[Records excerpted from a collection]
###

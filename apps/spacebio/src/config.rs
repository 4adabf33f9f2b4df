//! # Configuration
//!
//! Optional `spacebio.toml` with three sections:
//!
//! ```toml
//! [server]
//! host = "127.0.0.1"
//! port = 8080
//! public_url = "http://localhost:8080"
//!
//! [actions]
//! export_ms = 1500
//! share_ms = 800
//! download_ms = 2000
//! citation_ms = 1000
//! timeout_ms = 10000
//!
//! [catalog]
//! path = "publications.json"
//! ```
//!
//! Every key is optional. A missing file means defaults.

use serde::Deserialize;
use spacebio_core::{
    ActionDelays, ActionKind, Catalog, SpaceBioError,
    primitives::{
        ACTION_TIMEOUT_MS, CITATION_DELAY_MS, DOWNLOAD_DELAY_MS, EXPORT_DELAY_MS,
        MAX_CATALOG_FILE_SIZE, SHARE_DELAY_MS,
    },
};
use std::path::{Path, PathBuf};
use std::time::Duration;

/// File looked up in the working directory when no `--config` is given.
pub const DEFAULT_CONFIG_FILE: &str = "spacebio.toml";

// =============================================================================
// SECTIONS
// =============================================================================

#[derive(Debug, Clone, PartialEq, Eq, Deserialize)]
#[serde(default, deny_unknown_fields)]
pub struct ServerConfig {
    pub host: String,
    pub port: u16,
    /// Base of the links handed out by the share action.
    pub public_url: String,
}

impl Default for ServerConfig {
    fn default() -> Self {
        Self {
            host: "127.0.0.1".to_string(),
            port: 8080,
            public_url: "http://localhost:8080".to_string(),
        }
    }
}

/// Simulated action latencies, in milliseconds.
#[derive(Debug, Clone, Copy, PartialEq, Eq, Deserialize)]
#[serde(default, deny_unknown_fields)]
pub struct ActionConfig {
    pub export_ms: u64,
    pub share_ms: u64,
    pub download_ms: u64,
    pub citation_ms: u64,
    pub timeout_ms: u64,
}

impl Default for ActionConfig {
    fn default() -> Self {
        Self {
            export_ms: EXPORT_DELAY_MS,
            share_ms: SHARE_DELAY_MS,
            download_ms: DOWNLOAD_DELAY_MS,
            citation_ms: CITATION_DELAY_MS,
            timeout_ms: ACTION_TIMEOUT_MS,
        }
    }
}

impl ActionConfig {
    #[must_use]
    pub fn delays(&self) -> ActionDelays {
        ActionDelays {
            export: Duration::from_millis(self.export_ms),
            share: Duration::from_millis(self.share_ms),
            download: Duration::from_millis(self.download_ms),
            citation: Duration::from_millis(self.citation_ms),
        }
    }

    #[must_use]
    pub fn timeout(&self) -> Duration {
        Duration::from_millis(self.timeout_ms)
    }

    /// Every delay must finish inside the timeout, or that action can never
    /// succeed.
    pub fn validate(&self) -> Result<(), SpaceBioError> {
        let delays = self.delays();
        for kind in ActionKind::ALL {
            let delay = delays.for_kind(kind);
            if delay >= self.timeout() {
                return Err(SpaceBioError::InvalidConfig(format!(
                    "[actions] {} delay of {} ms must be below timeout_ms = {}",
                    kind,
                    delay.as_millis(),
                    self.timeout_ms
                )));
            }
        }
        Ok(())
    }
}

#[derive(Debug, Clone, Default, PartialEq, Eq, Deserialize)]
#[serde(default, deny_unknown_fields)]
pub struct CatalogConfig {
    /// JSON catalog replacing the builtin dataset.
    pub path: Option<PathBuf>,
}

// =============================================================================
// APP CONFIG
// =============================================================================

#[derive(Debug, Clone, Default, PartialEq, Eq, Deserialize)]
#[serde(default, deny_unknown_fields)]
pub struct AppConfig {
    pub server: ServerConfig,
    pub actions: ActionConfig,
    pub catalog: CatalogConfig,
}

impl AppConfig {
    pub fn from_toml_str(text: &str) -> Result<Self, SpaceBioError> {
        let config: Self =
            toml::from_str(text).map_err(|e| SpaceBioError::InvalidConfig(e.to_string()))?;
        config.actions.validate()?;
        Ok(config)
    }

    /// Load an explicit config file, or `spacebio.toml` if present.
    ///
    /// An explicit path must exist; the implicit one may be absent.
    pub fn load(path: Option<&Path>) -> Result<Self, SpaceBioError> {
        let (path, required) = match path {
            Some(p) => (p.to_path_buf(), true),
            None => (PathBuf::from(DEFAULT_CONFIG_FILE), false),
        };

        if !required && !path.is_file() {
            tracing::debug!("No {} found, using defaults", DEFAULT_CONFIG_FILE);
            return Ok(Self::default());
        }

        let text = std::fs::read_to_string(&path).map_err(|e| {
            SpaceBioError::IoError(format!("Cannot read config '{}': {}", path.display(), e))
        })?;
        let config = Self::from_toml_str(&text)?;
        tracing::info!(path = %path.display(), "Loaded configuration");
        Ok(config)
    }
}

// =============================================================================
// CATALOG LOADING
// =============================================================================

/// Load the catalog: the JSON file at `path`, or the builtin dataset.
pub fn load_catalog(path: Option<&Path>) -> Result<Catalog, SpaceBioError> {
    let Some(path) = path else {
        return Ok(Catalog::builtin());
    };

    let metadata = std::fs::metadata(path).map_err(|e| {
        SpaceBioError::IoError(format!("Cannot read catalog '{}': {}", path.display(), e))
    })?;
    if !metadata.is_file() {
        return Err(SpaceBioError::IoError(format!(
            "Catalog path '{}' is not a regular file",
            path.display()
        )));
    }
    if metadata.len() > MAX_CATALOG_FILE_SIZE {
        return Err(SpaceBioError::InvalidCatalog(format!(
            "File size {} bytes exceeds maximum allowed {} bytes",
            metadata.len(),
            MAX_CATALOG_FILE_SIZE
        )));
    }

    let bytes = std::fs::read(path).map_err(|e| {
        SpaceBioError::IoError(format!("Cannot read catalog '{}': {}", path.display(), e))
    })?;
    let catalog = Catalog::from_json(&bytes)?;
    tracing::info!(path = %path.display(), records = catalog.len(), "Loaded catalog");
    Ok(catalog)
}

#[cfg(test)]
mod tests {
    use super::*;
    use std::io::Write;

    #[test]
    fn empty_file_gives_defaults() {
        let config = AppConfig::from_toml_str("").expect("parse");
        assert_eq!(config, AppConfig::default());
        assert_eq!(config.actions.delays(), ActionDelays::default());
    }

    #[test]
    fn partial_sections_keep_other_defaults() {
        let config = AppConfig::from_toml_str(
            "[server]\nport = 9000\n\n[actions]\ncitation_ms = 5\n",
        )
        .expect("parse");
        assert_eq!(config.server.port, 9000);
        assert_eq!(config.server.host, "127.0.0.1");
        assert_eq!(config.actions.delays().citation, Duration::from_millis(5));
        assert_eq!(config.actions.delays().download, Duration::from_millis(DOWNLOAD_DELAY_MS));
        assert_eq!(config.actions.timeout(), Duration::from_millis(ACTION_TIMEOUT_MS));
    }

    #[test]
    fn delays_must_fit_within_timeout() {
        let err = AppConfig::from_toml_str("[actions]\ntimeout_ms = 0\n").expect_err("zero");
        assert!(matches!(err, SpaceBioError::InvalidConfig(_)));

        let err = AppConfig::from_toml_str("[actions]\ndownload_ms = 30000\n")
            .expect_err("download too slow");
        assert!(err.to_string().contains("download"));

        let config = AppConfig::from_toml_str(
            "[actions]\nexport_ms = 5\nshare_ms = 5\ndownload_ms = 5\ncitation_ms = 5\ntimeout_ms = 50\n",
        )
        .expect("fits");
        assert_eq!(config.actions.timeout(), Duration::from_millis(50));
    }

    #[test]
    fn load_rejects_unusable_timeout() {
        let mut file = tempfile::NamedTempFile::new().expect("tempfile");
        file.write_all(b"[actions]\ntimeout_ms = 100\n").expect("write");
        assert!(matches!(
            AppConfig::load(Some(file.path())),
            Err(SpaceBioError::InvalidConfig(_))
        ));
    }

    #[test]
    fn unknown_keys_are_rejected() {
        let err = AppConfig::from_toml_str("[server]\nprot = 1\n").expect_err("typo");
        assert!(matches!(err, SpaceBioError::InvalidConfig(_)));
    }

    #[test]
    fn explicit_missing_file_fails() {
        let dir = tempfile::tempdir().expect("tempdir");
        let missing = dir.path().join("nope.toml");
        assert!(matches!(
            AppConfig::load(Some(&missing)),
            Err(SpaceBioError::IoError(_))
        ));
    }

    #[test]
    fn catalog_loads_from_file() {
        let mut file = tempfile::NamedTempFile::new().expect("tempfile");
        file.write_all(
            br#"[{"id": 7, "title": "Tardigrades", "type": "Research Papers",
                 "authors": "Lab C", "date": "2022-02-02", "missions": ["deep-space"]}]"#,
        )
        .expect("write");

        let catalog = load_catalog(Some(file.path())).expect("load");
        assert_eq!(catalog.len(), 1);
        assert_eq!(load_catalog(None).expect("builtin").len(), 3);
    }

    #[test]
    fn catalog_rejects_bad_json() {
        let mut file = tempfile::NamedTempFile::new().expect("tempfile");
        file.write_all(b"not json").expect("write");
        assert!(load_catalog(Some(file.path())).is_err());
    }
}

###

:: Problem requirements ::
Reply with only the number of lines in the entries that contain the word "CatalogConfig".

:: Output for this exercise ::
2